Early life reduction in nephron number and chronic high salt intake cause development of renal and cardiovascular disease, which has been associated with oxidative stress and nitric oxide (NO) deficiency. We investigated the hypothesis that interventions stimulating NO signalling or reducing oxidative stress may restore renal autoregulation, attenuate hypertension and reduce renal and cardiovascular injuries following reduction in renal mass and chronic high salt intake.Methods:
Male Sprague–Dawley rats were uninephrectomized (UNX) or sham-operated at 3 weeks of age and given either a normal-salt (NS) or high-salt (HS) diet.

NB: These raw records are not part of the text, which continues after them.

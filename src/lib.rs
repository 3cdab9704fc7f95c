//! Sports taxonomy administration service
//!
//! Manages sports, tournaments, teams and league editions (a tournament's
//! year-by-year final standings) behind an HTTP API. Team records that share
//! a city or a country within a sport form one identity across renames, and
//! their won and runner-up editions are aggregated together.
//!
//! # Examples
//!
//! ```rust,no_run
//! use std::sync::Arc;
//! use sports_admin::api::build_router;
//! use sports_admin::config::MediaConfig;
//! use sports_admin::error::AppError;
//! use sports_admin::media::HttpMediaUploader;
//! use sports_admin::service::AdminService;
//! use sports_admin::store::Database;
//!
//! #[tokio::main]
//! async fn main() -> Result<(), AppError> {
//!     let db = Database::open(std::path::Path::new("taxonomy.json")).await?;
//!     let media = HttpMediaUploader::from_config(
//!         &MediaConfig {
//!             upload_url: "https://api.cloudinary.com/v1_1/demo/image/upload".to_string(),
//!             upload_preset: Some("unsigned".to_string()),
//!             api_key: None,
//!         },
//!         30,
//!     )?;
//!
//!     let app = build_router(AdminService::new(Arc::new(db), Arc::new(media)));
//!     let listener = tokio::net::TcpListener::bind("127.0.0.1:4000").await?;
//!     axum::serve(listener, app).await?;
//!     Ok(())
//! }
//! ```

pub mod api;
pub mod cli;
pub mod commands;
pub mod config;
pub mod constants;
pub mod error;
pub mod lineage;
pub mod logging;
pub mod media;
pub mod models;
pub mod service;
pub mod store;
pub mod testing_utils;

// Re-export commonly used types for convenience
pub use api::build_router;
pub use config::Config;
pub use error::AppError;
pub use lineage::{Lineage, TeamHistory};
pub use models::{EntityId, LeagueEdition, Sport, Standings, Team, TeamKind, Tournament};
pub use service::AdminService;
pub use store::Database;
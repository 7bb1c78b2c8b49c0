//! Shapes of the `window.__DATA__` object embedded in LibMe pages.

use serde::{Deserialize, Deserializer};
use serde_json::Value;

#[derive(Debug, Clone, Default, Deserialize)]
pub struct RawNovelInfo {
    #[serde(default)]
    pub manga: RawManga,
    #[serde(default)]
    pub chapters: RawChapterList,
}

#[derive(Debug, Clone, Default, Deserialize)]
#[serde(rename_all = "camelCase")]
pub struct RawManga {
    #[serde(default, deserialize_with = "loose_string")]
    pub name: String,
    #[serde(default, deserialize_with = "loose_string")]
    pub slug: String,
    #[serde(default, deserialize_with = "loose_string")]
    pub eng_name: String,
    #[serde(default, deserialize_with = "loose_string")]
    pub rus_name: String,
}

impl RawManga {
    /// English name, then Russian name, then slug.
    pub fn display_name(&self) -> &str {
        [&self.eng_name, &self.rus_name, &self.slug]
            .into_iter()
            .find(|name| !name.trim().is_empty())
            .map(String::as_str)
            .unwrap_or_default()
    }
}

#[derive(Debug, Clone, Default, Deserialize)]
pub struct RawChapterList {
    #[serde(default)]
    pub list: Vec<RawChapter>,
    #[serde(default)]
    pub branches: Vec<RawBranch>,
}

#[derive(Debug, Clone, Default, Deserialize)]
pub struct RawChapter {
    #[serde(default, deserialize_with = "loose_string")]
    pub chapter_name: String,
    #[serde(default, deserialize_with = "loose_string")]
    pub chapter_number: String,
    #[serde(default, deserialize_with = "loose_string")]
    pub chapter_volume: String,
    #[serde(default, deserialize_with = "loose_string")]
    pub branch_id: String,
}

#[derive(Debug, Clone, Default, Deserialize)]
pub struct RawBranch {
    #[serde(deserialize_with = "loose_string")]
    pub id: String,
    #[serde(default, deserialize_with = "loose_string")]
    pub name: String,
}

/// Accepts a string, a number, a boolean or null, and yields it as text.
fn loose_string<'de, D>(deserializer: D) -> Result<String, D::Error>
where
    D: Deserializer<'de>,
{
    Ok(match Value::deserialize(deserializer)? {
        Value::Null => String::new(),
        Value::String(s) => s,
        Value::Number(n) => n.to_string(),
        Value::Bool(b) => b.to_string(),
        other => other.to_string(),
    })
}
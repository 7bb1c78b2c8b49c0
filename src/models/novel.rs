use std::collections::BTreeMap;
use std::path::PathBuf;

use serde::{Deserialize, Serialize};

use super::{BranchId, Chapters, ImageInfo};

#[derive(Debug, Clone, Default, Serialize, Deserialize)]
pub struct Novel {
    pub url: String,
    pub name: String,
    pub author: String,
    pub description: String,
    pub cover: Option<ImageInfo>,
    pub download_root: PathBuf,
    pub chapters_by_branch: BTreeMap<BranchId, Chapters>,
}

impl Novel {
    pub fn new(url: impl Into<String>, download_root: impl Into<PathBuf>) -> Self {
        Self {
            url: url.into(),
            download_root: download_root.into(),
            ..Self::default()
        }
    }

    pub fn has_cover_on_disk(&self) -> bool {
        self.cover.as_ref().is_some_and(ImageInfo::exists)
    }

    pub fn branch(&self, branch: &str) -> Option<&Chapters> {
        self.chapters_by_branch.get(branch)
    }

    pub fn branch_mut(&mut self, branch: &str) -> Option<&mut Chapters> {
        self.chapters_by_branch.get_mut(branch)
    }

    pub fn chapter_count(&self) -> usize {
        self.chapters_by_branch.values().map(Chapters::len).sum()
    }

    /// Folds freshly scraped data into this record.
    ///
    /// Metadata always follows `fresh`. The cover is only replaced while no
    /// cover file exists locally. Chapters are only ever added: a chapter whose
    /// key is already known keeps its downloaded content and images.
    pub fn merge(&mut self, fresh: Novel) -> &mut Self {
        self.name = fresh.name;
        self.author = fresh.author;
        self.description = fresh.description;

        if !self.has_cover_on_disk() && fresh.cover.is_some() {
            self.cover = fresh.cover;
        }

        for (branch_id, fresh_chapters) in fresh.chapters_by_branch {
            match self.chapters_by_branch.get_mut(&branch_id) {
                None => {
                    tracing::debug!(branch = %branch_id, chapters = fresh_chapters.len(), "new branch");
                    self.chapters_by_branch.insert(branch_id, fresh_chapters);
                }
                Some(existing) => {
                    for chapter in fresh_chapters {
                        if !existing.contains_key(chapter.key) {
                            existing.insert(chapter);
                        }
                    }
                }
            }
        }

        self
    }
}
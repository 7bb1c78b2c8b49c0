use std::path::Path;
use std::sync::Arc;

use anyhow::{Context, Result};
use tokio_util::sync::CancellationToken;
use tracing_subscriber::EnvFilter;
use url::Url;

use ranobe_fetch::{
    Assembler, ChapterSelection, LibMeParser, Novel, NovelParser, ProgressReporter, Settings, TracingReporter,
    find_parser, get_user_input,
};

const SETTINGS_FILE: &str = "ranobe-fetch.toml";

#[tokio::main]
async fn main() -> Result<()> {
    tracing_subscriber::fmt()
        .with_env_filter(EnvFilter::try_from_default_env().unwrap_or_else(|_| EnvFilter::new("info")))
        .init();

    let settings = Settings::load(Path::new(SETTINGS_FILE)).context("failed to load settings")?;
    let reporter: Arc<dyn ProgressReporter> = Arc::new(TracingReporter);
    let parsers: Vec<Box<dyn NovelParser>> = vec![Box::new(LibMeParser::ranobelib(&settings, reporter.clone())?)];
    let assembler = Assembler::from_settings(&settings, reporter);

    loop {
        println!("\n=== ranobe-fetch ===");
        let url = get_user_input("Novel URL: ")?;
        match find_parser(&parsers, &url) {
            Some(parser) => {
                if let Err(e) = fetch_novel(parser, &assembler, &settings, &url).await {
                    println!("Failed: {:#}", e);
                }
            }
            None => println!("Unsupported URL: {}", url),
        }

        let answer = get_user_input("\nFetch another novel? (y/n): ")?;
        if answer.to_lowercase() != "y" {
            break;
        }
    }

    println!("Bye.");
    Ok(())
}

async fn fetch_novel(parser: &dyn NovelParser, assembler: &Assembler, settings: &Settings, url: &str) -> Result<()> {
    let url = parser.prepare_url(url);
    let slug = slug_of(&url).with_context(|| format!("no novel slug in {}", url))?;
    let token = CancellationToken::new();

    let mut novel = Novel::new(url.clone(), settings.download_root.join(&slug));
    println!("\nFetching {} from {}...", url, parser.site_name());
    parser.parse_common_info(&mut novel, &token).await?;

    if novel.chapters_by_branch.is_empty() {
        println!("No chapters found.");
        return Ok(());
    }
    print_summary(&novel);

    let branch = if novel.chapters_by_branch.len() == 1 {
        novel.chapters_by_branch.keys().next().cloned().unwrap_or_default()
    } else {
        get_user_input("Branch: ")?
    };
    let selection: ChapterSelection = get_user_input("Chapters (e.g. 1-10,12; empty for all): ")?.parse()?;

    let loaded = parser
        .load_chapters(&mut novel, &branch, &selection, settings.include_images, &token)
        .await?;
    println!("Loaded {} chapter(s).", loaded);

    let Some(chapters) = novel.branch(&branch) else {
        return Ok(());
    };
    let selected: Vec<_> = chapters.iter().filter(|c| selection.contains(c.key)).collect();
    let output = settings.download_root.join(format!("{}.epub", slug));
    let report = assembler.assemble(&output, &novel, selected).await?;

    println!(
        "Saved {} ({} chapter(s), {} page(s)).",
        report.path.display(),
        report.pages_per_chapter.len(),
        report.total_pages
    );
    Ok(())
}

fn print_summary(novel: &Novel) {
    println!("Title: {}", novel.name);
    println!("Author: {}", novel.author);
    println!("Branches:");
    for (branch, chapters) in &novel.chapters_by_branch {
        println!("  {}: {} chapter(s)", branch, chapters.len());
    }
}

fn slug_of(url: &str) -> Option<String> {
    Url::parse(url)
        .ok()?
        .path_segments()?
        .filter(|segment| !segment.is_empty())
        .next_back()
        .map(str::to_string)
}
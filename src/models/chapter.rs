use std::cmp::Ordering;
use std::collections::{BTreeMap, HashMap};
use std::fmt;

use serde::{Deserialize, Serialize};

/// Position of a chapter inside its branch.
#[derive(Debug, Clone, Copy, Serialize, Deserialize)]
#[serde(transparent)]
pub struct ChapterKey(f64);

impl ChapterKey {
    pub fn new(value: f64) -> Self {
        Self(value)
    }

    pub fn value(self) -> f64 {
        self.0
    }
}

impl PartialEq for ChapterKey {
    fn eq(&self, other: &Self) -> bool {
        self.cmp(other) == Ordering::Equal
    }
}

impl Eq for ChapterKey {}

impl PartialOrd for ChapterKey {
    fn partial_cmp(&self, other: &Self) -> Option<Ordering> {
        Some(self.cmp(other))
    }
}

impl Ord for ChapterKey {
    fn cmp(&self, other: &Self) -> Ordering {
        self.0.total_cmp(&other.0)
    }
}

impl From<f64> for ChapterKey {
    fn from(value: f64) -> Self {
        Self(value)
    }
}

impl fmt::Display for ChapterKey {
    fn fmt(&self, f: &mut fmt::Formatter<'_>) -> fmt::Result {
        write!(f, "{}", self.0)
    }
}

#[derive(Debug, Clone, Default, PartialEq, Serialize, Deserialize)]
pub struct Chapter {
    pub name: String,
    /// Chapter number exactly as the source printed it.
    pub number: String,
    pub key: ChapterKey,
    pub url: String,
    #[serde(default)]
    pub content: String,
    #[serde(default)]
    pub images: HashMap<String, Vec<u8>>,
}

impl Default for ChapterKey {
    fn default() -> Self {
        Self(0.0)
    }
}

impl Chapter {
    pub fn builder() -> ChapterBuilder {
        ChapterBuilder::new()
    }

    pub fn is_loaded(&self) -> bool {
        !self.content.is_empty()
    }

    /// The chapter name, or a positional label when the source gave none.
    pub fn title(&self) -> String {
        if self.name.trim().is_empty() {
            format!("Chapter {}", self.key)
        } else {
            self.name.clone()
        }
    }
}

pub struct ChapterBuilder {
    chapter: Chapter,
}

impl ChapterBuilder {
    pub fn new() -> Self {
        Self {
            chapter: Chapter::default(),
        }
    }

    pub fn name(mut self, name: impl Into<String>) -> Self {
        self.chapter.name = name.into();
        self
    }

    pub fn number(mut self, number: impl Into<String>) -> Self {
        self.chapter.number = number.into();
        self
    }

    pub fn key(mut self, key: impl Into<ChapterKey>) -> Self {
        self.chapter.key = key.into();
        self
    }

    pub fn url(mut self, url: impl Into<String>) -> Self {
        self.chapter.url = url.into();
        self
    }

    pub fn content(mut self, content: impl Into<String>) -> Self {
        self.chapter.content = content.into();
        self
    }

    pub fn image(mut self, name: impl Into<String>, bytes: Vec<u8>) -> Self {
        self.chapter.images.insert(name.into(), bytes);
        self
    }

    pub fn build(self) -> Chapter {
        self.chapter
    }
}

impl Default for ChapterBuilder {
    fn default() -> Self {
        Self::new()
    }
}

/// Chapters of one branch, ordered by key. Every chapter is stored under its own `key`.
#[derive(Debug, Clone, Default, PartialEq, Serialize, Deserialize)]
#[serde(from = "Vec<Chapter>", into = "Vec<Chapter>")]
pub struct Chapters(BTreeMap<ChapterKey, Chapter>);

impl Chapters {
    pub fn new() -> Self {
        Self::default()
    }

    pub fn contains_key(&self, key: ChapterKey) -> bool {
        self.0.contains_key(&key)
    }

    pub fn get(&self, key: ChapterKey) -> Option<&Chapter> {
        self.0.get(&key)
    }

    pub fn get_mut(&mut self, key: ChapterKey) -> Option<&mut Chapter> {
        self.0.get_mut(&key)
    }

    /// Stores `chapter` under its key, returning any chapter it displaced.
    pub fn insert(&mut self, chapter: Chapter) -> Option<Chapter> {
        self.0.insert(chapter.key, chapter)
    }

    pub fn len(&self) -> usize {
        self.0.len()
    }

    pub fn is_empty(&self) -> bool {
        self.0.is_empty()
    }

    pub fn keys(&self) -> impl Iterator<Item = ChapterKey> + '_ {
        self.0.keys().copied()
    }

    pub fn iter(&self) -> impl Iterator<Item = &Chapter> {
        self.0.values()
    }
}

impl From<Vec<Chapter>> for Chapters {
    fn from(chapters: Vec<Chapter>) -> Self {
        chapters.into_iter().collect()
    }
}

impl From<Chapters> for Vec<Chapter> {
    fn from(chapters: Chapters) -> Self {
        chapters.0.into_values().collect()
    }
}

impl FromIterator<Chapter> for Chapters {
    fn from_iter<I: IntoIterator<Item = Chapter>>(iter: I) -> Self {
        Self(iter.into_iter().map(|c| (c.key, c)).collect())
    }
}

impl IntoIterator for Chapters {
    type Item = Chapter;
    type IntoIter = std::collections::btree_map::IntoValues<ChapterKey, Chapter>;

    fn into_iter(self) -> Self::IntoIter {
        self.0.into_values()
    }
}

impl<'a> IntoIterator for &'a Chapters {
    type Item = &'a Chapter;
    type IntoIter = std::collections::btree_map::Values<'a, ChapterKey, Chapter>;

    fn into_iter(self) -> Self::IntoIter {
        self.0.values()
    }
}
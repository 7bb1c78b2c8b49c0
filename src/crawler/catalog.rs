//! Turns the raw chapter list into per-branch, uniquely keyed collections.

use std::collections::BTreeMap;

use super::payload::{RawBranch, RawChapter};
use crate::error::{Error, Result};
use crate::models::{BranchId, Chapter, ChapterKey, Chapters};

/// Branch used when the source declares none.
pub const NO_BRANCHES: &str = "nobranches";

/// Step added to a colliding key until it is free.
pub const COLLISION_STEP: f64 = 0.01;

/// Builds the chapter catalogue of a novel.
///
/// Chapters sharing a number inside one branch are spread out by
/// [`COLLISION_STEP`], so such a chapter no longer carries its literal number
/// as key. With more than a hundred duplicates the shifted keys can even reach
/// the next whole chapter number; the raw number is still kept on the chapter.
pub fn build_catalog(
    list: &[RawChapter],
    branches: &[RawBranch],
    slug: &str,
    domain: &str,
) -> Result<BTreeMap<BranchId, Chapters>> {
    let mut catalog = BTreeMap::new();

    if branches.is_empty() {
        let chapters = build_branch(list.iter(), slug, domain)?;
        catalog.insert(NO_BRANCHES.to_string(), chapters);
        return Ok(catalog);
    }

    for branch in branches {
        let selected = list.iter().filter(|chapter| chapter.branch_id == branch.id);
        let chapters = build_branch(selected, slug, domain)?;
        tracing::debug!(branch = %branch.id, name = %branch.name, chapters = chapters.len(), "branch catalogued");
        catalog.insert(branch.id.clone(), chapters);
    }

    Ok(catalog)
}

fn build_branch<'a>(
    raw: impl Iterator<Item = &'a RawChapter>,
    slug: &str,
    domain: &str,
) -> Result<Chapters> {
    let mut chapters = Chapters::new();
    for chapter in raw {
        let number = parse_number(&chapter.chapter_number)?;
        let key = free_key(&chapters, number);
        chapters.insert(
            Chapter::builder()
                .name(chapter.chapter_name.trim())
                .number(chapter.chapter_number.trim())
                .key(key)
                .url(chapter_url(domain, slug, &chapter.chapter_volume, &chapter.chapter_number))
                .build(),
        );
    }
    Ok(chapters)
}

/// Parses with `.` as decimal point regardless of locale.
fn parse_number(text: &str) -> Result<f64> {
    text.trim()
        .parse::<f64>()
        .ok()
        .filter(|n| n.is_finite())
        .ok_or_else(|| Error::parse("chapter_number", format!("`{text}` is not a chapter number")))
}

/// First of `base`, `base + step`, `base + 2 * step`, ... not yet in `chapters`.
fn free_key(chapters: &Chapters, base: f64) -> ChapterKey {
    let mut attempt = 0u32;
    loop {
        let key = ChapterKey::new(base + f64::from(attempt) * COLLISION_STEP);
        if !chapters.contains_key(key) {
            return key;
        }
        attempt += 1;
    }
}

pub fn chapter_url(domain: &str, slug: &str, volume: &str, number: &str) -> String {
    format!("https://{}/{}/v{}/c{}", domain, slug, volume.trim(), number.trim())
}
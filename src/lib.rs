pub mod config;
pub mod crawler;
pub mod epub;
pub mod error;
pub mod models;
pub mod progress;
pub mod utils;

pub use config::Settings;
pub use crawler::{LibMeParser, NovelParser, find_parser};
pub use epub::{Assembler, AssemblyReport};
pub use error::{Error, ErrorKind, Result};
pub use models::{Chapter, ChapterKey, Chapters, Novel};
pub use progress::{NoopReporter, ProgressReporter, TracingReporter};
pub use utils::{ChapterSelection, get_user_input};
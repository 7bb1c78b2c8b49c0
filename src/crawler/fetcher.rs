use async_trait::async_trait;
use tokio_util::sync::CancellationToken;

use crate::config::Settings;
use crate::error::{Error, Result};

/// Retrieves raw page text and bytes.
///
/// Non-success HTTP statuses yield empty output; only transport failures are errors.
#[async_trait]
pub trait PageFetcher: Send + Sync {
    async fn fetch_text(&self, url: &str, token: &CancellationToken) -> Result<String>;
    async fn fetch_bytes(&self, url: &str, token: &CancellationToken) -> Result<Vec<u8>>;
}

#[derive(Clone)]
pub struct HttpFetcher {
    client: reqwest::Client,
}

impl HttpFetcher {
    pub fn new(settings: &Settings) -> Result<Self> {
        let client = reqwest::Client::builder()
            .user_agent(settings.user_agent.as_str())
            .timeout(settings.request_timeout())
            .build()?;
        Ok(Self { client })
    }

    pub fn with_client(client: reqwest::Client) -> Self {
        Self { client }
    }

    async fn get(&self, url: &str) -> Result<Option<reqwest::Response>> {
        tracing::debug!(url, "GET");
        let response = self.client.get(url).send().await?;
        if !response.status().is_success() {
            tracing::warn!(url, status = response.status().as_u16(), "non-success response");
            return Ok(None);
        }
        Ok(Some(response))
    }
}

#[async_trait]
impl PageFetcher for HttpFetcher {
    async fn fetch_text(&self, url: &str, token: &CancellationToken) -> Result<String> {
        let request = async {
            let text = match self.get(url).await? {
                Some(response) => response.text().await?,
                None => String::new(),
            };
            Ok::<_, Error>(text)
        };
        tokio::select! {
            biased;
            _ = token.cancelled() => Err(Error::Cancelled),
            result = request => result,
        }
    }

    async fn fetch_bytes(&self, url: &str, token: &CancellationToken) -> Result<Vec<u8>> {
        let request = async {
            let bytes = match self.get(url).await? {
                Some(response) => response.bytes().await?.to_vec(),
                None => Vec::new(),
            };
            Ok::<_, Error>(bytes)
        };
        tokio::select! {
            biased;
            _ = token.cancelled() => Err(Error::Cancelled),
            result = request => result,
        }
    }
}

Effects on renal and cardiovascular functions were assessed in rats supplemented with substrate for NO synthase (L-Arg) or a superoxide dismutase mimetic (Tempol).Results:
Rats with UNX + HS developed hypertension and displayed increased renal NADPH oxidase activity, elevated levels of oxidative stress markers in plasma and urine, and reduced cGMP in plasma. Histological analysis showed signs of cardiac and renal inflammation and fibrosis. These changes were linked with abnormal renal autoregulation, measured as a stronger tubuloglomerular feedback (TGF) response. Simultaneous treatment with L-Arg or Tempol restored cGMP levels in plasma and increased markers of NO signalling in the kidney. This was associated with normalized TGF responses, attenuated hypertension and reduced signs of histopathological changes in the kidney and in the heart.Conclusion:
Reduction in nephron number during early life followed by chronic HS intake is associated with oxidative stress, impaired renal autoregulation and development of hypertension. Treatment strategies that increase NO bioavailability, or reduce levels of reactive oxygen species, were proven beneficial in this model of renal and cardiovascular disease.